A Practical Guide to Watchdogs for Embedded Systems | Interrupt

At some point you’ve probably had to unplug and plug back in an electronic device to get it to work again! System freezes and hangs are not only frustrating to an end user, but they can also be quite challenging to debug and fix.


This is a companion discussion topic for the original entry at https://interrupt.memfault.com/blog/firmware-watchdog-best-practices

Thanks so much for a good technical look at watchdogs.
One of the issues I’ve always encountered, is how to leave some “breadcrumbs” when the watchdog fires.
For integration test and stability testing its exceeding valuable to have some way of being able to debug it.
The scenario is, QualitAssuranceTesing identifies they have had a watchdog reset the system at 3:30am in the morning - no visible action was happening - what could have happened. Its given to one of the software programmers - how to go back in and identify likely causes.
For the customer field scenario, having the watchdog go off and recover a potential system fail is fantastic - and needs to just work. However again, if visiting a potential field system, its valuable to be able to get some idea if anything has happened.
For debugging after the fact, I think the context does need to be is there any persistent store (a file system SD), and then of course is there a way to write to it - given that the whole system is about to be reset, and flush any file system buffers.
So just throwing out the question - I have some of my own answers, but interested what others thoughts are?

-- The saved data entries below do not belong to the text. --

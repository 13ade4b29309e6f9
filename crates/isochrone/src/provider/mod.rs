//! Google Maps adapters for the geocoder and travel-time oracle seams.
//!
//! ```no_run
//! use std::path::Path;
//! use isochrone::provider::{AccessType, Credentials, GoogleMaps, ReqwestClient};
//!
//! let creds = Credentials::load_from_dir(Path::new("config"), AccessType::Personal)?;
//! let maps = GoogleMaps::new(ReqwestClient::new()?, creds)?;
//! # Ok::<(), Box<dyn std::error::Error>>(())
//! ```

mod credentials;
mod google;
mod http;
mod signing;

pub use credentials::{AccessType, ConfigError, Credentials, CREDENTIALS_FILE};
pub use google::GoogleMaps;
pub use http::{HttpClient, ReqwestClient, DEFAULT_TIMEOUT_SECS};
pub use signing::UrlSigner;
//! Spherical geodesy on a fixed-radius Earth.
//!
//! Purpose
//! - Project a point a given distance along an initial bearing (direct problem).
//! - Compute the initial great-circle bearing between two points.
//!
//! Model
//! - Sphere of radius `EARTH_RADIUS_MILES`; all distances are in miles.
//! - Degrees at the API boundary, radians inside.
//!
//! Code cross-refs: `orchestrator` (projection per round), `sort::sort_points`.

use serde::Serialize;
use std::fmt;

/// Mean Earth radius in miles.
pub const EARTH_RADIUS_MILES: f64 = 3963.1676;

/// Geographic position `(lat, lng)` in degrees.
#[derive(Clone, Copy, Debug, PartialEq, Serialize)]
pub struct GeoPoint {
    pub lat: f64,
    pub lng: f64,
}

impl GeoPoint {
    #[inline]
    pub const fn new(lat: f64, lng: f64) -> Self {
        Self { lat, lng }
    }

    /// True when both components are finite and inside the usual WGS84 ranges.
    pub fn is_valid(&self) -> bool {
        self.lat.is_finite()
            && self.lng.is_finite()
            && (-90.0..=90.0).contains(&self.lat)
            && (-180.0..=180.0).contains(&self.lng)
    }
}

impl fmt::Display for GeoPoint {
    fn fmt(&self, f: &mut fmt::Formatter<'_>) -> fmt::Result {
        write!(f, "{},{}", self.lat, self.lng)
    }
}

/// Point reached from `origin` after `distance` miles on initial bearing `bearing_deg`.
///
/// Pre: `distance >= 0` (callers validate; negative distances are a bug).
/// Post: `distance == 0` returns `origin` up to rounding.
pub fn destination_point(origin: GeoPoint, bearing_deg: f64, distance: f64) -> GeoPoint {
    debug_assert!(distance >= 0.0, "negative distance {distance}");
    let delta = distance / EARTH_RADIUS_MILES;
    let theta = bearing_deg.to_radians();
    let lat1 = origin.lat.to_radians();
    let lng1 = origin.lng.to_radians();

    let lat2 = (lat1.sin() * delta.cos() + lat1.cos() * delta.sin() * theta.cos()).asin();
    let lng2 = lng1
        + (theta.sin() * delta.sin() * lat1.cos()).atan2(delta.cos() - lat1.sin() * lat2.sin());

    GeoPoint::new(lat2.to_degrees(), lng2.to_degrees())
}

/// Initial great-circle bearing from `from` to `to`, in degrees on `[0, 360)`.
///
/// Coincident points give `atan2(0, 0)`; the value is unspecified but finite.
pub fn bearing(from: GeoPoint, to: GeoPoint) -> f64 {
    let lat1 = from.lat.to_radians();
    let lat2 = to.lat.to_radians();
    let dlng = (to.lng - from.lng).to_radians();

    let y = dlng.sin() * lat2.cos();
    let x = lat1.cos() * lat2.sin() - lat1.sin() * lat2.cos() * dlng.cos();
    (y.atan2(x).to_degrees() + 360.0) % 360.0
}

/// Great-circle (haversine) distance between two points, in miles.
pub fn distance_miles(from: GeoPoint, to: GeoPoint) -> f64 {
    let lat1 = from.lat.to_radians();
    let lat2 = to.lat.to_radians();
    let dlat = (to.lat - from.lat).to_radians();
    let dlng = (to.lng - from.lng).to_radians();

    let a = (dlat / 2.0).sin().powi(2) + lat1.cos() * lat2.cos() * (dlng / 2.0).sin().powi(2);
    2.0 * EARTH_RADIUS_MILES * a.sqrt().min(1.0).asin()
}

/// Signed smallest difference `a - b` between two bearings, on `(-180, 180]`.
#[cfg(test)]
pub(crate) fn bearing_delta(a: f64, b: f64) -> f64 {
    let d = (a - b).rem_euclid(360.0);
    if d > 180.0 {
        d - 360.0
    } else {
        d
    }
}

#[cfg(test)]
mod tests {
    use super::*;
    use nalgebra::{Unit, UnitQuaternion, Vector3};
    use proptest::prelude::*;

    const CHICAGO: GeoPoint = GeoPoint::new(41.8781, -87.6298);

    fn to_unit(p: GeoPoint) -> Vector3<f64> {
        let (lat, lng) = (p.lat.to_radians(), p.lng.to_radians());
        Vector3::new(lat.cos() * lng.cos(), lat.cos() * lng.sin(), lat.sin())
    }

    fn from_unit(v: Vector3<f64>) -> GeoPoint {
        GeoPoint::new(v.z.asin().to_degrees(), v.y.atan2(v.x).to_degrees())
    }

    /// Independent construction: rotate the origin about the axis orthogonal to
    /// the local direction of travel.
    fn destination_by_rotation(origin: GeoPoint, bearing_deg: f64, distance: f64) -> GeoPoint {
        let p = to_unit(origin);
        let north = Vector3::z() - p * p.z;
        let north = north.normalize();
        let east = north.cross(&p);
        let theta = bearing_deg.to_radians();
        let dir = north * theta.cos() + east * theta.sin();
        let axis = Unit::new_normalize(p.cross(&dir));
        let rot = UnitQuaternion::from_axis_angle(&axis, distance / EARTH_RADIUS_MILES);
        from_unit(rot * p)
    }

    #[test]
    fn zero_distance_is_identity() {
        for b in [0.0, 45.0, 90.0, 180.0, 271.5, 359.9, 720.0, -30.0] {
            let q = destination_point(CHICAGO, b, 0.0);
            assert!((q.lat - CHICAGO.lat).abs() < 1e-12, "lat at bearing {b}");
            assert!((q.lng - CHICAGO.lng).abs() < 1e-12, "lng at bearing {b}");
        }
    }

    #[test]
    fn cardinal_projections() {
        let origin = GeoPoint::new(0.0, 0.0);
        // One degree of arc on this sphere.
        let deg = EARTH_RADIUS_MILES * std::f64::consts::PI / 180.0;
        let n = destination_point(origin, 0.0, deg);
        assert!((n.lat - 1.0).abs() < 1e-9 && n.lng.abs() < 1e-9);
        let e = destination_point(origin, 90.0, deg);
        assert!(e.lat.abs() < 1e-9 && (e.lng - 1.0).abs() < 1e-9);
        let s = destination_point(origin, 180.0, deg);
        assert!((s.lat + 1.0).abs() < 1e-9 && s.lng.abs() < 1e-9);
        let w = destination_point(origin, 270.0, deg);
        assert!(w.lat.abs() < 1e-9 && (w.lng + 1.0).abs() < 1e-9);
    }

    #[test]
    fn bearing_cardinal_directions() {
        let o = GeoPoint::new(10.0, 10.0);
        assert!(bearing(o, GeoPoint::new(11.0, 10.0)).abs() < 1e-9);
        assert!((bearing(o, GeoPoint::new(9.0, 10.0)) - 180.0).abs() < 1e-9);
        let east = bearing(o, GeoPoint::new(10.0, 11.0));
        assert!(east > 89.0 && east < 90.0, "east bearing {east}");
        let west = bearing(o, GeoPoint::new(10.0, 9.0));
        assert!(west > 270.0 && west < 271.0, "west bearing {west}");
    }

    #[test]
    fn bearing_just_west_of_north_stays_below_360() {
        let o = GeoPoint::new(0.0, 0.0);
        for dlng in [-1e-15, -1e-13, -1e-11] {
            let b = bearing(o, GeoPoint::new(1.0, dlng));
            assert!((0.0..360.0).contains(&b), "dlng {dlng} bearing {b}");
        }
    }

    #[test]
    fn bearing_of_coincident_points_is_finite() {
        let b = bearing(CHICAGO, CHICAGO);
        assert!(b.is_finite());
        assert!((0.0..360.0).contains(&b));
    }

    #[test]
    fn distance_round_trips_projection() {
        for (b, d) in [(0.0, 3.75), (90.0, 3.75), (200.0, 12.0), (333.0, 0.5)] {
            let q = destination_point(CHICAGO, b, d);
            assert!((distance_miles(CHICAGO, q) - d).abs() < 1e-9, "b={b} d={d}");
        }
        assert_eq!(distance_miles(CHICAGO, CHICAGO), 0.0);
    }

    #[test]
    fn bearing_delta_wraps() {
        assert!((bearing_delta(1.0, 359.0) - 2.0).abs() < 1e-12);
        assert!((bearing_delta(359.0, 1.0) + 2.0).abs() < 1e-12);
        assert!((bearing_delta(180.0, 0.0) - 180.0).abs() < 1e-12);
    }

    #[test]
    fn point_validity() {
        assert!(CHICAGO.is_valid());
        assert!(!GeoPoint::new(91.0, 0.0).is_valid());
        assert!(!GeoPoint::new(0.0, f64::NAN).is_valid());
    }

    proptest! {
        #[test]
        fn bearing_inverts_projection(
            lat in -70.0f64..70.0,
            lng in -179.0f64..179.0,
            b in 0.0f64..360.0,
            d in 0.01f64..20.0,
        ) {
            let origin = GeoPoint::new(lat, lng);
            let q = destination_point(origin, b, d);
            let back = bearing(origin, q);
            prop_assert!(bearing_delta(back, b).abs() < 1e-6, "b={} back={}", b, back);
        }

        #[test]
        fn projection_matches_rotation(
            lat in -80.0f64..80.0,
            lng in -170.0f64..170.0,
            b in 0.0f64..360.0,
            d in 0.0f64..500.0,
        ) {
            let origin = GeoPoint::new(lat, lng);
            let q = destination_point(origin, b, d);
            let r = destination_by_rotation(origin, b, d);
            prop_assert!((q.lat - r.lat).abs() < 1e-8);
            prop_assert!(bearing_delta(q.lng, r.lng).abs() < 1e-8);
        }
    }
}
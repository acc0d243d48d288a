//! Protocol file schema definitions.

use serde::{Deserialize, Serialize};

pub const LATEST_VERSION: u32 = 1;

#[derive(Debug, Clone, Serialize, Deserialize, PartialEq)]
pub struct ProtocolFile {
    pub version: u32,
    pub name: String,
    #[serde(default)]
    pub protocol: ProtocolDef,
    #[serde(default)]
    pub host: HostDef,
}

impl ProtocolFile {
    pub fn new(name: impl Into<String>) -> Self {
        Self {
            version: LATEST_VERSION,
            name: name.into(),
            protocol: ProtocolDef::default(),
            host: HostDef::default(),
        }
    }
}

/// Step protocol parameters as stored on disk.
///
/// Missing fields take the plugin defaults. Values the generator clamps
/// (stim time, cycles, increment sign) are stored as written.
#[derive(Debug, Clone, Serialize, Deserialize, PartialEq)]
#[serde(default)]
pub struct ProtocolDef {
    pub stim_time_ms: f64,
    pub range_start_pa: f64,
    pub range_end_pa: f64,
    pub increment_pa: f64,
    pub cycles: i64,
    pub inter_cycle_interval_s: f64,
    pub downtime_s: f64,
}

impl Default for ProtocolDef {
    fn default() -> Self {
        Self {
            stim_time_ms: 0.25,
            range_start_pa: -100.0,
            range_end_pa: 380.0,
            increment_pa: 20.0,
            cycles: 1,
            inter_cycle_interval_s: 5.0,
            downtime_s: 0.556,
        }
    }
}

/// Host loop settings used for offline runs.
#[derive(Debug, Clone, Serialize, Deserialize, PartialEq)]
#[serde(default)]
pub struct HostDef {
    /// Real-time period (milliseconds).
    pub period_ms: f64,
    /// Intervals during which the host holds the plugin paused.
    #[serde(skip_serializing_if = "Vec::is_empty")]
    pub pauses: Vec<PauseWindowDef>,
}

impl Default for HostDef {
    fn default() -> Self {
        Self {
            period_ms: 0.1,
            pauses: Vec::new(),
        }
    }
}

/// A pause from `start_s` (inclusive) to `end_s` (exclusive) of host time.
#[derive(Debug, Clone, Serialize, Deserialize, PartialEq)]
pub struct PauseWindowDef {
    pub start_s: f64,
    pub end_s: f64,
}
//! is-project: protocol file format and validation.

pub mod schema;
pub mod validate;

pub use schema::*;
pub use validate::{ValidationError, validate_protocol_file};

use std::path::Path;

pub type ProjectResult<T> = Result<T, ProjectError>;

#[derive(thiserror::Error, Debug)]
pub enum ProjectError {
    #[error("Validation error: {0}")]
    Validation(#[from] ValidationError),

    #[error("Unsupported file extension: {path}")]
    UnsupportedFormat { path: String },

    #[error("I/O error: {0}")]
    Io(#[from] std::io::Error),

    #[error("YAML error: {0}")]
    Yaml(#[from] serde_yaml::Error),

    #[error("JSON error: {0}")]
    Json(#[from] serde_json::Error),
}

/// On-disk encoding of a protocol file.
#[derive(Debug, Clone, Copy, PartialEq, Eq)]
pub enum FileFormat {
    Yaml,
    Json,
}

impl FileFormat {
    pub fn from_path(path: &Path) -> ProjectResult<Self> {
        match path.extension().and_then(|ext| ext.to_str()) {
            Some("yaml") | Some("yml") => Ok(Self::Yaml),
            Some("json") => Ok(Self::Json),
            _ => Err(ProjectError::UnsupportedFormat {
                path: path.display().to_string(),
            }),
        }
    }
}

pub fn load_yaml(path: &Path) -> ProjectResult<ProtocolFile> {
    let content = std::fs::read_to_string(path)?;
    let file: ProtocolFile = serde_yaml::from_str(&content)?;
    validate_protocol_file(&file)?;
    Ok(file)
}

pub fn save_yaml(path: &Path, file: &ProtocolFile) -> ProjectResult<()> {
    validate_protocol_file(file)?;
    let content = serde_yaml::to_string(file)?;
    std::fs::write(path, content)?;
    Ok(())
}

pub fn load_json(path: &Path) -> ProjectResult<ProtocolFile> {
    let content = std::fs::read_to_string(path)?;
    let file: ProtocolFile = serde_json::from_str(&content)?;
    validate_protocol_file(&file)?;
    Ok(file)
}

pub fn save_json(path: &Path, file: &ProtocolFile) -> ProjectResult<()> {
    validate_protocol_file(file)?;
    let content = serde_json::to_string_pretty(file)?;
    std::fs::write(path, content)?;
    Ok(())
}

/// Load a protocol file, picking the format from the extension.
pub fn load(path: &Path) -> ProjectResult<ProtocolFile> {
    match FileFormat::from_path(path)? {
        FileFormat::Yaml => load_yaml(path),
        FileFormat::Json => load_json(path),
    }
}

/// Save a protocol file, picking the format from the extension.
pub fn save(path: &Path, file: &ProtocolFile) -> ProjectResult<()> {
    match FileFormat::from_path(path)? {
        FileFormat::Yaml => save_yaml(path, file),
        FileFormat::Json => save_json(path, file),
    }
}
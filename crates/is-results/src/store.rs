//! On-disk run cache.
//!
//! Each run lives in its own directory named by run id:
//!
//! ```text
//! <protocol dir>/.istep/runs/<run_id>/trace.jsonl    one TraceRecord per line
//! <protocol dir>/.istep/runs/<run_id>/manifest.json  written after the trace
//! ```
//!
//! A run counts as cached only once its manifest exists, so a run interrupted
//! while streaming its trace is never picked up.

use std::fs::{self, File};
use std::io::{BufRead, BufReader, BufWriter, Write};
use std::path::{Path, PathBuf};

use crate::types::{RunManifest, TraceRecord};
use crate::{ResultsError, ResultsResult};

const MANIFEST_FILE: &str = "manifest.json";
const TRACE_FILE: &str = "trace.jsonl";

#[derive(Clone)]
pub struct RunStore {
    root_dir: PathBuf,
}

impl RunStore {
    pub fn new(root_dir: PathBuf) -> ResultsResult<Self> {
        fs::create_dir_all(&root_dir)?;
        Ok(Self { root_dir })
    }

    /// Store next to a protocol file, under `.istep/runs`.
    pub fn for_protocol(protocol_path: &Path) -> ResultsResult<Self> {
        let protocol_dir = protocol_path
            .parent()
            .ok_or_else(|| ResultsError::InvalidPath {
                message: format!("{} has no parent directory", protocol_path.display()),
            })?;
        Self::new(protocol_dir.join(".istep").join("runs"))
    }

    fn run_file(&self, run_id: &str, name: &str) -> PathBuf {
        self.root_dir.join(run_id).join(name)
    }

    pub fn has_run(&self, run_id: &str) -> bool {
        self.run_file(run_id, MANIFEST_FILE).is_file()
    }

    /// Stream `records` to the trace file, then commit the manifest.
    pub fn save_run(&self, manifest: &RunManifest, records: &[TraceRecord]) -> ResultsResult<()> {
        let run_dir = self.root_dir.join(&manifest.run_id);
        fs::create_dir_all(&run_dir)?;

        let mut trace = BufWriter::new(File::create(run_dir.join(TRACE_FILE))?);
        for record in records {
            serde_json::to_writer(&mut trace, record)?;
            trace.write_all(b"\n")?;
        }
        trace.flush()?;

        let mut out = BufWriter::new(File::create(run_dir.join(MANIFEST_FILE))?);
        serde_json::to_writer_pretty(&mut out, manifest)?;
        out.flush()?;
        Ok(())
    }

    pub fn load_manifest(&self, run_id: &str) -> ResultsResult<RunManifest> {
        let reader = BufReader::new(self.open(run_id, MANIFEST_FILE)?);
        Ok(serde_json::from_reader(reader)?)
    }

    /// Read a trace back line by line. Blank lines are skipped.
    pub fn load_trace(&self, run_id: &str) -> ResultsResult<Vec<TraceRecord>> {
        let reader = BufReader::new(self.open(run_id, TRACE_FILE)?);
        let mut records = Vec::new();
        for (index, line) in reader.lines().enumerate() {
            let line = line?;
            if line.trim().is_empty() {
                continue;
            }
            let record = serde_json::from_str(&line).map_err(|source| {
                ResultsError::CorruptTrace {
                    run_id: run_id.to_string(),
                    line: index + 1,
                    source,
                }
            })?;
            records.push(record);
        }
        Ok(records)
    }

    /// Completed runs of `protocol_name`, most recent first.
    pub fn list_runs(&self, protocol_name: &str) -> ResultsResult<Vec<RunManifest>> {
        let mut runs = Vec::new();
        for entry in fs::read_dir(&self.root_dir)? {
            let entry = entry?;
            if !entry.file_type()?.is_dir() {
                continue;
            }
            let run_id = entry.file_name().to_string_lossy().into_owned();
            if !self.has_run(&run_id) {
                continue;
            }
            let manifest = self.load_manifest(&run_id)?;
            if manifest.protocol_name == protocol_name {
                runs.push(manifest);
            }
        }
        runs.sort_by(|a, b| b.timestamp.cmp(&a.timestamp));
        Ok(runs)
    }

    fn open(&self, run_id: &str, name: &str) -> ResultsResult<File> {
        File::open(self.run_file(run_id, name)).map_err(|err| match err.kind() {
            std::io::ErrorKind::NotFound => ResultsError::RunNotFound {
                run_id: run_id.to_string(),
            },
            _ => ResultsError::Io(err),
        })
    }
}
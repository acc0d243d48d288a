//! Runtime state carried between timesteps.

use serde::{Deserialize, Serialize};

/// Mutable protocol state, advanced once per host timestep.
///
/// Reset to zero whenever a configuration is applied or the host period
/// changes. Never persisted.
#[derive(Debug, Clone, Copy, PartialEq, Default, Serialize, Deserialize)]
pub struct ProtocolState {
    /// Signed offset from the range start (pA).
    pub current_step_pa: f64,
    /// Time spent holding the current step (seconds).
    pub step_elapsed_s: f64,
    /// Time spent in the inter-cycle gap (seconds).
    pub inter_cycle_elapsed_s: f64,
    /// Time spent in the post-step downtime (seconds).
    pub downtime_elapsed_s: f64,
    /// Completed cycles.
    pub cycle_index: u32,
    /// Last computed output before scaling (pA).
    pub output_pa: f64,
}

impl ProtocolState {
    pub fn reset(&mut self) {
        *self = Self::default();
    }

    /// Phase given the configured cycle count.
    pub fn phase(&self, cycles: u32) -> RunPhase {
        if self.cycle_index < cycles {
            RunPhase::Running
        } else {
            RunPhase::Done
        }
    }
}

/// Coarse protocol phase.
#[derive(Debug, Clone, Copy, PartialEq, Eq, Hash, Serialize, Deserialize)]
pub enum RunPhase {
    /// Cycles remain; output follows the staircase.
    Running,
    /// All cycles completed; output is pinned at zero. Absorbing.
    Done,
}
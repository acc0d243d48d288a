//! Query helpers for extracting data from loaded runs.

use is_core::{Tolerances, nearly_equal};
use is_results::TraceRecord;

use crate::error::{AppError, AppResult};

/// Summary of a run's time range and emitted levels.
#[derive(Debug, Clone)]
pub struct RunSummary {
    pub time_range: (f64, f64),
    pub record_count: usize,
    pub cycles_completed: u32,
    /// Non-zero levels in emission order, consecutive repeats collapsed.
    pub distinct_levels_pa: Vec<f64>,
    pub peak_command: f64,
    /// Time of the first sample taken after the protocol finished.
    pub done_at_s: Option<f64>,
    pub paused_samples: usize,
}

/// Get run summary from trace records.
pub fn get_run_summary(records: &[TraceRecord]) -> AppResult<RunSummary> {
    if records.is_empty() {
        return Err(AppError::InvalidInput("No records in run".to_string()));
    }

    let t_min = records.first().map(|r| r.time_s).unwrap_or(0.0);
    let t_max = records.last().map(|r| r.time_s).unwrap_or(0.0);
    let tol = Tolerances::default();

    let mut distinct_levels_pa: Vec<f64> = Vec::new();
    let mut previous = 0.0;
    for record in records.iter().filter(|r| !r.paused) {
        let level = record.level_pa;
        if !nearly_equal(level, 0.0, tol) && !nearly_equal(level, previous, tol) {
            distinct_levels_pa.push(level);
        }
        previous = level;
    }

    Ok(RunSummary {
        time_range: (t_min, t_max),
        record_count: records.len(),
        cycles_completed: records.iter().map(|r| r.cycle_index).max().unwrap_or(0),
        distinct_levels_pa,
        peak_command: records
            .iter()
            .map(|r| r.command)
            .fold(0.0, |peak: f64, c| if c.abs() > peak.abs() { c } else { peak }),
        done_at_s: records.iter().find(|r| r.done).map(|r| r.time_s),
        paused_samples: records.iter().filter(|r| r.paused).count(),
    })
}

/// Extract a `(time_s, value)` series for one trace variable.
pub fn extract_series(records: &[TraceRecord], variable: &str) -> AppResult<Vec<(f64, f64)>> {
    let pick: fn(&TraceRecord) -> f64 = match variable {
        "command" => |r: &TraceRecord| r.command,
        "level_pa" | "level" => |r: &TraceRecord| r.level_pa,
        "input" => |r: &TraceRecord| r.input,
        "cycle_index" | "cycle" => |r: &TraceRecord| f64::from(r.cycle_index),
        "current_step_pa" | "step" => |r: &TraceRecord| r.current_step_pa,
        _ => {
            return Err(AppError::InvalidInput(format!(
                "Unknown trace variable: {}",
                variable
            )));
        }
    };

    Ok(records.iter().map(|r| (r.time_s, pick(r))).collect())
}

#[cfg(test)]
mod tests {
    use super::*;

    fn record(step: usize, level_pa: f64, cycle_index: u32) -> TraceRecord {
        TraceRecord {
            step,
            time_s: step as f64 * 0.001,
            input: 0.0,
            command: level_pa * 0.5e-3,
            level_pa,
            cycle_index,
            current_step_pa: 0.0,
            paused: false,
            done: false,
        }
    }

    #[test]
    fn summary_collapses_repeated_levels() {
        let mut records = vec![
            record(0, -20.0, 0),
            record(1, -20.0, 0),
            record(2, 0.0, 0),
            record(3, 20.0, 0),
            record(4, 20.0, 1),
        ];
        records[4].done = true;

        let summary = get_run_summary(&records).unwrap();
        assert_eq!(summary.record_count, 5);
        assert_eq!(summary.distinct_levels_pa, vec![-20.0, 20.0]);
        assert_eq!(summary.cycles_completed, 1);
        assert_eq!(summary.done_at_s, Some(0.004));
        assert_eq!(summary.peak_command, records[0].command);
        assert_eq!(summary.paused_samples, 0);
    }

    #[test]
    fn empty_run_is_rejected() {
        assert!(get_run_summary(&[]).is_err());
    }

    #[test]
    fn series_by_alias() {
        let records = vec![record(0, 10.0, 0), record(1, 30.0, 0)];
        let series = extract_series(&records, "level").unwrap();
        assert_eq!(series, vec![(0.0, 10.0), (0.001, 30.0)]);
        assert_eq!(
            extract_series(&records, "cycle").unwrap(),
            vec![(0.0, 0.0), (0.001, 0.0)]
        );
        assert!(extract_series(&records, "pressure").is_err());
    }
}
//! Protocol file validation logic.
//!
//! Only rejects what cannot be run at all. Values the generator normalizes
//! (non-positive stim time, cycles below one, increment sign) pass.

use crate::schema::{HostDef, LATEST_VERSION, ProtocolDef, ProtocolFile};

#[derive(thiserror::Error, Debug)]
pub enum ValidationError {
    #[error("Invalid value: {field} = {value} ({reason})")]
    InvalidValue {
        field: String,
        value: String,
        reason: String,
    },

    #[error("Unsupported version: {version}")]
    UnsupportedVersion { version: u32 },
}

pub fn validate_protocol_file(file: &ProtocolFile) -> Result<(), ValidationError> {
    if file.version == 0 || file.version > LATEST_VERSION {
        return Err(ValidationError::UnsupportedVersion {
            version: file.version,
        });
    }

    if file.name.trim().is_empty() {
        return Err(ValidationError::InvalidValue {
            field: "name".to_string(),
            value: format!("{:?}", file.name),
            reason: "must not be empty".to_string(),
        });
    }

    validate_protocol(&file.protocol)?;
    validate_host(&file.host)?;
    Ok(())
}

fn validate_protocol(protocol: &ProtocolDef) -> Result<(), ValidationError> {
    for (field, value) in [
        ("protocol.stim_time_ms", protocol.stim_time_ms),
        ("protocol.range_start_pa", protocol.range_start_pa),
        ("protocol.range_end_pa", protocol.range_end_pa),
        ("protocol.increment_pa", protocol.increment_pa),
        (
            "protocol.inter_cycle_interval_s",
            protocol.inter_cycle_interval_s,
        ),
        ("protocol.downtime_s", protocol.downtime_s),
    ] {
        require_finite(field, value)?;
    }
    Ok(())
}

fn validate_host(host: &HostDef) -> Result<(), ValidationError> {
    require_finite("host.period_ms", host.period_ms)?;
    if host.period_ms <= 0.0 {
        return Err(ValidationError::InvalidValue {
            field: "host.period_ms".to_string(),
            value: host.period_ms.to_string(),
            reason: "must be positive".to_string(),
        });
    }

    for (i, pause) in host.pauses.iter().enumerate() {
        require_finite("host.pauses.start_s", pause.start_s)?;
        require_finite("host.pauses.end_s", pause.end_s)?;
        if pause.start_s < 0.0 || pause.end_s <= pause.start_s {
            return Err(ValidationError::InvalidValue {
                field: format!("host.pauses[{i}]"),
                value: format!("{}..{}", pause.start_s, pause.end_s),
                reason: "window must start at or after 0 and end after it starts".to_string(),
            });
        }
    }
    Ok(())
}

fn require_finite(field: &str, value: f64) -> Result<(), ValidationError> {
    if value.is_finite() {
        Ok(())
    } else {
        Err(ValidationError::InvalidValue {
            field: field.to_string(),
            value: value.to_string(),
            reason: "must be finite".to_string(),
        })
    }
}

Hey @neilh20, this is the kind of problems we solve at Memfault. DM me if you want to hear more!

Hi @neilh20 this is an interesting question and one I’m considering currently. My thinking at the minute is to wait until reboot and log the Reset Reason Register contents to the SD card. Hopefully over time this would give a picture of where the issues are. Perhaps could also write some stack variables to flash so we can read them back on reboot, this way were not racing to get everything written to the SD card. Would love to hear your opinions though on what the best practices are!

Great to get some discussion - I should say that I read this because https://platformio.org/ featured it in their opening page.
I was thinking since the processor is going to be reset - to log the details to the uSD before reset…
Depending on the system, logging something after reset is also a good idea but possibly much more limited. Another way could be to have some private ram that isn’t initialized, and it that has a valid string (checksumed off course) then to log that on startup.
The question is what details are available. In the past with larger systrem have written some for of stack dump, but it can be a fair amount of work to decode the stack.
Another way might be to have each call to the watchdog given a unique number, and then log that number.

Thanks for this great article as usual.
I have a question about the adjacvent notion of reset and how it is implement in microcontrollers.
When the watchdog resets the system, what happens to the preriphals ? is it same as resetting the mcu from the hardware reset line ?

The notion of reset in general is pretty mystical. Seems like there is soft reset, system reset, warm reset, watchdog reset. aany one has a clear idea about what that means ?